[Records excerpted from a collection]
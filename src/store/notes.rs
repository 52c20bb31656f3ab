//! Queries for the `notes` table.

use rusqlite::{params, Connection};

use super::{AppRecord, Note, StorageError};

pub fn insert(
    conn: &Connection,
    app: &AppRecord,
    text: &str,
    now: &str,
) -> Result<Note, StorageError> {
    conn.execute(
        "INSERT INTO notes (app_id, created_at, note) VALUES (?1, ?2, ?3)",
        params![app.id, now, text],
    )?;
    Ok(Note {
        id: conn.last_insert_rowid(),
        app_name: app.name.clone(),
        created_at: now.to_string(),
        note: text.to_string(),
    })
}

pub fn list_for_app(conn: &Connection, app: &AppRecord) -> Result<Vec<Note>, StorageError> {
    let mut stmt = conn.prepare_cached(
        "SELECT id, created_at, note FROM notes WHERE app_id = ?1 ORDER BY created_at, id",
    )?;
    let rows = stmt.query_map(params![app.id], |row| {
        Ok(Note {
            id: row.get(0)?,
            app_name: app.name.clone(),
            created_at: row.get(1)?,
            note: row.get(2)?,
        })
    })?;
    Ok(rows.collect::<Result<Vec<_>, _>>()?)
}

Try it: Within the entries above, find each line where "StorageError" appears; copy every one.

Solution for this exercise:
use super::{AppRecord, Note, StorageError};
) -> Result<Note, StorageError> {
pub fn list_for_app(conn: &Connection, app: &AppRecord) -> Result<Vec<Note>, StorageError> {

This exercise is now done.